A Neighborhoods Project curriculum booklet will be available to artists, educators, and community activists in fall 2002. The Neighborhoods Project at the Center for Documentary Studies receives support from the Civic Education Consortium, the Z. Smith Reynolds Foundation, and the North Carolina Arts Council, an agency funded by the State of North Carolina and the National Endowment for the Arts. For more information contact Barbara Lau at 919-660-3676 or balau@duke.edu.


1999 E.K. Powe Neighborhoods Project




2000 E.K. Powe Neighborhoods Project




2001 E.K. Powe Neighborhoods Project




E.K. Powe Elementary School

Each spring, second-grade students at E.K. Powe Elementary School in Durham become neighborhood detectives as they use the documentary arts to explore the five neighborhoods that make up their school district. In its fifth year at E.K. Powe, the Neighborhoods Project has helped students and teachers work together, share their experiences with each other, and learn about the importance of shared and different pasts and where local communities are headed.

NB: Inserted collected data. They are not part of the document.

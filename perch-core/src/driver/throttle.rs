//! Outbound rate limiting and reconnect backoff.

use std::time::Duration;

use rand::Rng;

/// Token bucket: `burst` messages at once, then one per `refill` seconds.
#[derive(Debug, Clone)]
pub struct TokenBucket {
    burst: f64,
    refill: f64,
    tokens: f64,
    updated: f64,
}

impl TokenBucket {
    pub fn new(burst: u32, refill: f64, now: f64) -> Self {
        let burst = f64::from(burst.max(1));
        Self { burst, refill: refill.max(0.0), tokens: burst, updated: now }
    }

    /// Pick up configuration changes without losing the current level.
    pub fn reconfigure(&mut self, burst: u32, refill: f64) {
        self.burst = f64::from(burst.max(1));
        self.refill = refill.max(0.0);
        self.tokens = self.tokens.min(self.burst);
    }

    fn update(&mut self, now: f64) {
        if self.refill == 0.0 {
            self.tokens = self.burst;
        } else if now > self.updated {
            self.tokens = (self.tokens + (now - self.updated) / self.refill).min(self.burst);
        }
        self.updated = now;
    }

    /// Take a token if one is available.
    pub fn try_take(&mut self, now: f64) -> bool {
        self.update(now);
        if self.tokens >= 1.0 {
            self.tokens -= 1.0;
            true
        } else {
            false
        }
    }

    /// Seconds until the next token.
    pub fn wait(&mut self, now: f64) -> f64 {
        self.update(now);
        if self.tokens >= 1.0 { 0.0 } else { (1.0 - self.tokens) * self.refill }
    }
}

/// Exponential reconnect delay with jitter.
#[derive(Debug, Clone)]
pub struct Backoff {
    initial: Duration,
    maximum: Duration,
    current: Duration,
}

impl Backoff {
    pub fn new(initial: Duration, maximum: Duration) -> Self {
        Self { initial, maximum: maximum.max(initial), current: initial }
    }

    /// The delay to wait now; doubles (plus up to 25% jitter) for next time.
    pub fn next_delay(&mut self) -> Duration {
        let delay = self.current;
        let quarter = delay.as_millis() as u64 / 4;
        let jitter = if quarter == 0 { 0 } else { rand::thread_rng().gen_range(0..quarter) };
        self.current = (delay * 2 + Duration::from_millis(jitter)).min(self.maximum);
        delay
    }

    pub fn reset(&mut self) {
        self.current = self.initial;
    }
}
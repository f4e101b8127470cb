//! Command flood protection.
//!
//! Each caller's commands are counted in a sliding `abuse.flood.interval`
//! window keyed by their ban mask, so nick changes do not reset it.
//! Crossing the maximum puts the mask on the temporary ignore list for the
//! punishment period. Invalid commands have their own, lower threshold.

use std::sync::Arc;

use crate::config::Registry;
use crate::context::Context;
use crate::format::time_elapsed;
use crate::ident::banmask;
use crate::structures::{FloodQueue, Timeout};

#[derive(Debug, Clone, Copy, PartialEq, Eq)]
pub enum FloodKind {
    Command,
    Invalid,
}

impl FloodKind {
    fn key(self) -> &'static str {
        match self {
            FloodKind::Command => "abuse.flood.command",
            FloodKind::Invalid => "abuse.flood.command.invalid",
        }
    }
}

/// A caller just crossed a threshold.
#[derive(Debug, Clone, PartialEq)]
pub struct Punishment {
    pub kind: FloodKind,
    pub mask: String,
    pub count: usize,
    pub interval: i64,
    pub duration: i64,
    pub until: f64,
    /// Whether to tell the caller.
    pub notify: bool,
}

impl Punishment {
    pub fn notice_text(&self) -> String {
        let what = match self.kind {
            FloodKind::Command => "commands",
            FloodKind::Invalid => "invalid commands",
        };
        format!(
            "You've given me {} {what} within the last {}; I'm now ignoring you for {}.",
            self.count,
            time_elapsed(self.interval.max(0) as u64),
            time_elapsed(self.duration.max(0) as u64),
        )
    }
}

#[derive(Debug)]
pub struct FloodControl {
    commands: FloodQueue<String>,
    invalid: FloodQueue<String>,
}

impl FloodControl {
    pub fn new(registry: &Arc<Registry>) -> Self {
        let interval = {
            let registry = registry.clone();
            Timeout::Dynamic(Arc::new(move || registry.int("abuse.flood.interval", None, None) as f64))
        };
        Self {
            commands: FloodQueue::new(interval.clone()),
            invalid: FloodQueue::new(interval),
        }
    }

    /// Count one event for `hostmask`; returns the punishment when this
    /// event crosses the threshold. The temporary ignore is already in
    /// place when this returns.
    pub fn check(&mut self, ctx: &Context, kind: FloodKind, hostmask: &str) -> Option<Punishment> {
        let registry = &ctx.registry;
        let key = kind.key();
        if !registry.bool(key, None, None) || ctx.is_trusted(hostmask) {
            return None;
        }
        let now = ctx.now();
        let mask = banmask(hostmask);
        let queue = match kind {
            FloodKind::Command => &mut self.commands,
            FloodKind::Invalid => &mut self.invalid,
        };
        let count = queue.enqueue(&mask, now);
        let maximum = registry.int(&format!("{key}.maximum"), None, None).max(1) as usize;
        if count <= maximum {
            return None;
        }
        queue.clear(&mask);
        let duration = registry.int(&format!("{key}.punishment"), None, None);
        let until = now + duration as f64;
        let reason = match kind {
            FloodKind::Command => "command flood",
            FloodKind::Invalid => "invalid command flood",
        };
        ctx.ignores.add_temporary(&mask, until, reason);
        tracing::info!(%hostmask, %mask, count, duration, reason, "Ignoring flooder");
        Some(Punishment {
            kind,
            mask,
            count,
            interval: registry.int("abuse.flood.interval", None, None),
            duration,
            until,
            notify: kind == FloodKind::Command
                || registry.bool("abuse.flood.command.invalid.notify", None, None),
        })
    }

    pub fn gc(&mut self, now: f64) {
        self.commands.gc(now);
        self.invalid.gc(now);
    }
}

W. G. Pearson Elementary School

In spring 2002, the Center for Documentary Studies began a Neighborhoods Project at a new partner school, W.G. Pearson Elementary. Located in an area rich in African American history, W.G. Pearson draws its students from the neighborhoods surrounding the school. Students will have the opportunity to hear stories about community life in the past, share their own experiences in their neighborhoods, and use interviews and photographs to document what they have learned.